About this task — Looking at the records below, say how many lines include "FromStr", and add nothing else.

Exercise data —

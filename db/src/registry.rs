//! Container registries and registered images.

use std::fmt;
use std::str::FromStr;
use std::sync::LazyLock;

use anyhow::bail;
use regex::Regex;
use secrecy::SecretString;
use serde::Deserialize;
use serde::Serialize;

/// Matches an image reference: `<name>:<tag>` or `<name>@sha256:<digest>`.
static IMAGE_REF: LazyLock<Regex> = LazyLock::new(|| {
    Regex::new(r"^(?P<name>[\w.-]+(?:/[\w.-]+)*)(?::(?P<tag>[\w.-]+)|@sha256:(?P<sha>[0-9a-fA-F]{6,64}))$")
        .expect("regex should compile")
});

/// Matches the URL scheme prefix stripped from registry URLs.
static REGISTRY_SCHEME: LazyLock<Regex> =
    LazyLock::new(|| Regex::new(r"^http(s)?://").expect("regex should compile"));

/// A container registry known to the node.
#[derive(Debug, Clone, Serialize, Deserialize)]
pub struct Registry {
    /// The registry identifier.
    pub id: i64,
    /// The registry URL.
    pub url: String,
    /// The username used to authenticate against the registry, if any.
    #[serde(default)]
    pub username: Option<String>,
    /// The password or token used to authenticate, if any.
    #[serde(default, skip_serializing)]
    pub password: Option<SecretString>,
    /// Whether the registry is active for image resolution.
    #[serde(default = "default_active")]
    pub active: bool,
}

/// The default value for [`Registry::active`].
fn default_active() -> bool {
    true
}

impl Registry {
    /// Gets the registry host name, without any URL scheme.
    pub fn name(&self) -> String {
        REGISTRY_SCHEME.replace(&self.url, "").into_owned()
    }
}

/// A parsed image reference: a tag or a sha256 digest, never both.
#[derive(Debug, Clone, PartialEq, Eq)]
pub enum ImageRef {
    /// The image is referenced by tag.
    Tag {
        /// The repository-relative image name.
        name: String,
        /// The tag.
        tag: String,
    },
    /// The image is referenced by digest.
    Digest {
        /// The repository-relative image name.
        name: String,
        /// The sha256 digest, without the `sha256:` prefix.
        sha: String,
    },
}

impl ImageRef {
    /// Gets the repository-relative image name.
    pub fn name(&self) -> &str {
        match self {
            Self::Tag { name, .. } | Self::Digest { name, .. } => name,
        }
    }

    /// Gets the tag, if the image is referenced by tag.
    pub fn tag(&self) -> Option<&str> {
        match self {
            Self::Tag { tag, .. } => Some(tag),
            Self::Digest { .. } => None,
        }
    }

    /// Gets the sha256 digest, if the image is referenced by digest.
    pub fn sha(&self) -> Option<&str> {
        match self {
            Self::Tag { .. } => None,
            Self::Digest { sha, .. } => Some(sha),
        }
    }
}

impl fmt::Display for ImageRef {
    fn fmt(&self, f: &mut fmt::Formatter<'_>) -> fmt::Result {
        match self {
            Self::Tag { name, tag } => write!(f, "{name}:{tag}"),
            Self::Digest { name, sha } => write!(f, "{name}@sha256:{sha}"),
        }
    }
}

impl FromStr for ImageRef {
    type Err = anyhow::Error;

    fn from_str(s: &str) -> std::result::Result<Self, Self::Err> {
        let Some(captures) = IMAGE_REF.captures(s) else {
            bail!(
                "{s} does not have a tag. Please provide one in the format <image>:<tag>"
            );
        };

        let name = captures["name"].to_string();
        match (captures.name("tag"), captures.name("sha")) {
            (Some(tag), None) => Ok(Self::Tag {
                name,
                tag: tag.as_str().to_string(),
            }),
            (None, Some(sha)) => Ok(Self::Digest {
                name,
                sha: sha.as_str().to_string(),
            }),
            _ => unreachable!("the alternation captures exactly one of tag or sha"),
        }
    }
}

/// A container image registered for task execution.
#[derive(Debug, Clone, Serialize, Deserialize)]
pub struct Container {
    /// The container identifier.
    pub id: i64,
    /// The repository-relative image name.
    pub name: String,
    /// The image tag, if registered by tag.
    pub tag: Option<String>,
    /// The image sha256 digest, if registered by digest.
    pub sha: Option<String>,
    /// The registry the image belongs to.
    pub registry_id: i64,
}

impl Container {
    /// Gets the fully qualified, pullable image name.
    pub fn full_image_name(&self, registry: &Registry) -> String {
        match (&self.tag, &self.sha) {
            (Some(tag), _) => format!("{url}/{name}:{tag}", url = registry.name(), name = self.name),
            (None, Some(sha)) => {
                format!("{url}/{name}@sha256:{sha}", url = registry.name(), name = self.name)
            }
            (None, None) => format!("{url}/{name}", url = registry.name(), name = self.name),
        }
    }

    /// Checks whether the container matches the given image reference.
    pub fn matches(&self, image: &ImageRef) -> bool {
        if self.name != image.name() {
            return false;
        }

        match image {
            ImageRef::Tag { tag, .. } => self.tag.as_deref() == Some(tag),
            ImageRef::Digest { sha, .. } => self.sha.as_deref() == Some(sha),
        }
    }
}

/// The remote side of a registry: can it still serve a given image?
///
/// A locally registered [`Container`] row may reference a tag that has since
/// been deleted from the registry; resolution asks the remote API before
/// trusting the row.
#[async_trait::async_trait]
pub trait RegistryApi: Send + Sync + 'static {
    /// Checks whether the registry still has the given tag or digest.
    async fn has_image(&self, registry: &Registry, image: &ImageRef) -> anyhow::Result<bool>;
}

#[cfg(test)]
mod tests {
    use super::*;

    #[test]
    fn image_ref_parses_tags() {
        let image: ImageRef = "org/analytics:1.2.3".parse().unwrap();
        assert_eq!(image.name(), "org/analytics");
        assert_eq!(image.tag(), Some("1.2.3"));
        assert_eq!(image.sha(), None);
        assert_eq!(image.to_string(), "org/analytics:1.2.3");
    }

    #[test]
    fn image_ref_parses_digests() {
        let image: ImageRef = "analytics@sha256:0a1b2c3d4e5f".parse().unwrap();
        assert_eq!(image.name(), "analytics");
        assert_eq!(image.sha(), Some("0a1b2c3d4e5f"));
    }

    #[test]
    fn image_ref_rejects_missing_tag() {
        assert!("analytics".parse::<ImageRef>().is_err());
        assert!("analytics@md5:abcdef".parse::<ImageRef>().is_err());
        assert!("analytics:".parse::<ImageRef>().is_err());
    }

    #[test]
    fn full_image_name_qualifies_registry() {
        let registry = Registry {
            id: 1,
            url: "https://acr.azurecr.io".to_string(),
            username: None,
            password: None,
            active: true,
        };
        let container = Container {
            id: 1,
            name: "org/analytics".to_string(),
            tag: Some("latest".to_string()),
            sha: None,
            registry_id: 1,
        };

        assert_eq!(
            container.full_image_name(&registry),
            "acr.azurecr.io/org/analytics:latest"
        );
    }
}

Problem solution — 2